Kagan’s dissent points to what, in the long run, will likely be the most troubling aspect of the court’s decision in West Virginia v. EPA. The conservative supermajority is not just limiting the EPA’s ability to address climate change, what Kagan calls “the most pressing environmental challenge of our time.” By elevating the idea of the major questions doctrine, the conservative justices are also inviting challenges to a broad range of federal regulations that could include everything from food safety rules to consumer protections meant to safeguard people from financial fraud.

The decision “will embolden opponents of agency regulations to challenge any agency action they don’t like and claim it’s a major question,” the Sierra Club’s Restrepo said. “Badly needed safeguards protecting public health and welfare will be held hostage to whether it’s a ‘major question.’”

“This is really, really big,” said Karen Sokol, a professor at Loyola University New Orleans College of Law. In her analysis, the Roberts opinion performs a rhetorical “sleight of hand.” It insists it is a “narrow” decision focused on an interpretation of one subsection of the Clean Air Act. But by resting so heavily on the major questions doctrine, it is, in fact, a possibly landmark decision that expands the court’s authority. “This is the court wrapping itself in the guise of humility when actually it’s the one making the policy here.”

Such judicial activism is likely to forestall progress on a range of pressing issues. Congress, after all, is all but paralyzed; it can barely pass new laws, much less forward-looking ones that delegate specific powers to the executive agencies. In the absence of such explicit delegation of powers, some federal courts—now packed with conservative Trump appointees—are likely to use the major questions standard to knock down all sorts of public interest laws. Today’s decision, then, is a template for federal government inaction.

For the conservative movement, this has been the plan all along. The majority opinion in the EPA case is the latest victory in a 50-year-long effort to dismantle what conservatives call “the administrative state”—what most people simply think of as modern, effective government. The effort began in the early 1970s with the so-called “Powell Memo,” in which soon-to-be Supreme Court justice Lewis Powell argued that to protect American capitalism from “broad attack,” corporate interests needed to increase their influence over the judicial system. During the subsequent decades, a network of free-market fundamentalist organizations like the Federalist Society, the Koch brothers–funded Competitive Enterprise Institute, and the Republican Attorneys General Association put that plan into action. Today, the federal judiciary is more hostile to federal oversight of industry than at any time since the New Deal reforms of the 1930s.

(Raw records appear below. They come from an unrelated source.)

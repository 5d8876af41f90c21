//! Loader for entered-counter documents (TOML or JSON)
//!
//! The format is picked from the file extension; anything that is not
//! `.json` is read as TOML.

use std::path::Path;

use serde::de::DeserializeOwned;
use tracing::debug;

use depot_types::{Error, Result};

/// Supported document formats
#[derive(Debug, Clone, Copy, PartialEq, Eq)]
pub enum DocumentFormat {
    Toml,
    Json,
}

impl DocumentFormat {
    pub fn from_path(path: &Path) -> Self {
        match path.extension().and_then(|e| e.to_str()) {
            Some(ext) if ext.eq_ignore_ascii_case("json") => DocumentFormat::Json,
            _ => DocumentFormat::Toml,
        }
    }
}

/// Parse a document from a string in the given format
pub fn parse_document<T: DeserializeOwned>(content: &str, format: DocumentFormat) -> Result<T> {
    match format {
        DocumentFormat::Json => Ok(serde_json::from_str(content)?),
        DocumentFormat::Toml => Ok(toml::from_str(content)?),
    }
}

/// Read and parse a document from disk
pub fn load_document<T: DeserializeOwned>(path: &Path) -> Result<T> {
    if !path.exists() {
        return Err(Error::FileNotFound(path.display().to_string()));
    }
    let format = DocumentFormat::from_path(path);
    debug!(path = %path.display(), ?format, "Loading input document");
    let content = std::fs::read_to_string(path)?;
    parse_document(&content, format)
}

#[cfg(test)]
mod tests {
    use super::*;
    use serde::Deserialize;
    use tempfile::tempdir;

    #[derive(Debug, Deserialize, PartialEq)]
    struct Sample {
        depot: String,
        total_drivers: Option<u32>,
    }

    #[test]
    fn test_format_from_extension() {
        assert_eq!(DocumentFormat::from_path(Path::new("a.json")), DocumentFormat::Json);
        assert_eq!(DocumentFormat::from_path(Path::new("a.JSON")), DocumentFormat::Json);
        assert_eq!(DocumentFormat::from_path(Path::new("a.toml")), DocumentFormat::Toml);
        assert_eq!(DocumentFormat::from_path(Path::new("input")), DocumentFormat::Toml);
    }

    #[test]
    fn test_load_toml() {
        let dir = tempdir().unwrap();
        let path = dir.path().join("entry.toml");
        std::fs::write(&path, "depot = \"Khammam\"\ntotal_drivers = 120\n").unwrap();

        let sample: Sample = load_document(&path).unwrap();
        assert_eq!(sample.depot, "Khammam");
        assert_eq!(sample.total_drivers, Some(120));
    }

    #[test]
    fn test_load_json() {
        let dir = tempdir().unwrap();
        let path = dir.path().join("entry.json");
        std::fs::write(&path, r#"{"depot": "Jagityal"}"#).unwrap();

        let sample: Sample = load_document(&path).unwrap();
        assert_eq!(sample.depot, "Jagityal");
        assert_eq!(sample.total_drivers, None);
    }

    #[test]
    fn test_missing_file() {
        let result: Result<Sample> = load_document(Path::new("/nonexistent/entry.toml"));
        assert!(matches!(result, Err(Error::FileNotFound(_))));
    }

    #[test]
    fn test_malformed_toml() {
        let result: Result<Sample> = parse_document("depot = ", DocumentFormat::Toml);
        assert!(matches!(result, Err(Error::TomlParse(_))));
    }
}
use serde::{Deserialize, Serialize};

/// Reference numbers shown beside an input: the current depot figure and the
/// estimate it is being measured against.
#[derive(Debug, Clone, Copy, Default, PartialEq, Serialize, Deserialize)]
pub struct BenchmarkEntry {
    pub current: f64,
    pub estimate: f64,
    /// Whole-number figures (driver counts) are shown without a decimal part
    #[serde(default)]
    pub whole: bool,
}

impl BenchmarkEntry {
    pub const ZERO: BenchmarkEntry = BenchmarkEntry {
        current: 0.0,
        estimate: 0.0,
        whole: true,
    };

    pub const fn new(current: f64, estimate: f64) -> Self {
        Self {
            current,
            estimate,
            whole: false,
        }
    }

    pub fn counts(current: i64, estimate: i64) -> Self {
        Self {
            current: current as f64,
            estimate: estimate as f64,
            whole: true,
        }
    }

    pub fn as_pair(&self) -> (f64, f64) {
        (self.current, self.estimate)
    }

    fn show(&self, value: f64) -> String {
        if self.whole {
            format!("{}", value as i64)
        } else {
            format!("{:?}", value)
        }
    }

    /// `current → estimate`, e.g. `13.6 → 14.0` or `571 → 544`
    pub fn describe(&self) -> String {
        format!("{} → {}", self.show(self.current), self.show(self.estimate))
    }
}

#[cfg(test)]
mod tests {
    use super::*;

    #[test]
    fn test_describe_decimal_keeps_fraction() {
        assert_eq!(BenchmarkEntry::new(13.6, 14.0).describe(), "13.6 → 14.0");
        assert_eq!(BenchmarkEntry::new(71.0, 71.0).describe(), "71.0 → 71.0");
        assert_eq!(BenchmarkEntry::new(2.57, 2.45).describe(), "2.57 → 2.45");
    }

    #[test]
    fn test_describe_counts() {
        assert_eq!(BenchmarkEntry::counts(52, -22).describe(), "52 → -22");
        assert_eq!(BenchmarkEntry::ZERO.describe(), "0 → 0");
        assert_eq!(BenchmarkEntry::ZERO.as_pair(), (0.0, 0.0));
    }
}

By establishing the major questions doctrine as a new standard for the constitutionality of executive rulemaking, the Supreme Court has delivered “a ginormous gift to industry,” Sokol said. “Every agency regulation that is meaningful—that is protective of public health and safety—could raise a major question. This is hobbling agencies, and it’s empowering industry.”

That triumphant industry, of course, is exactly who funded the organizations like the Federalist Society that got the conservative justices on the court. "This majority was constituted by corporate power, including fossil fuel industry power," Sokol said. "In West Virginia v. EPA, these justices did what they were put on the court to do: seal in significant constitutional protections for corporate interests at the expense of the public—and, in the case of climate protection, the rest of the world.”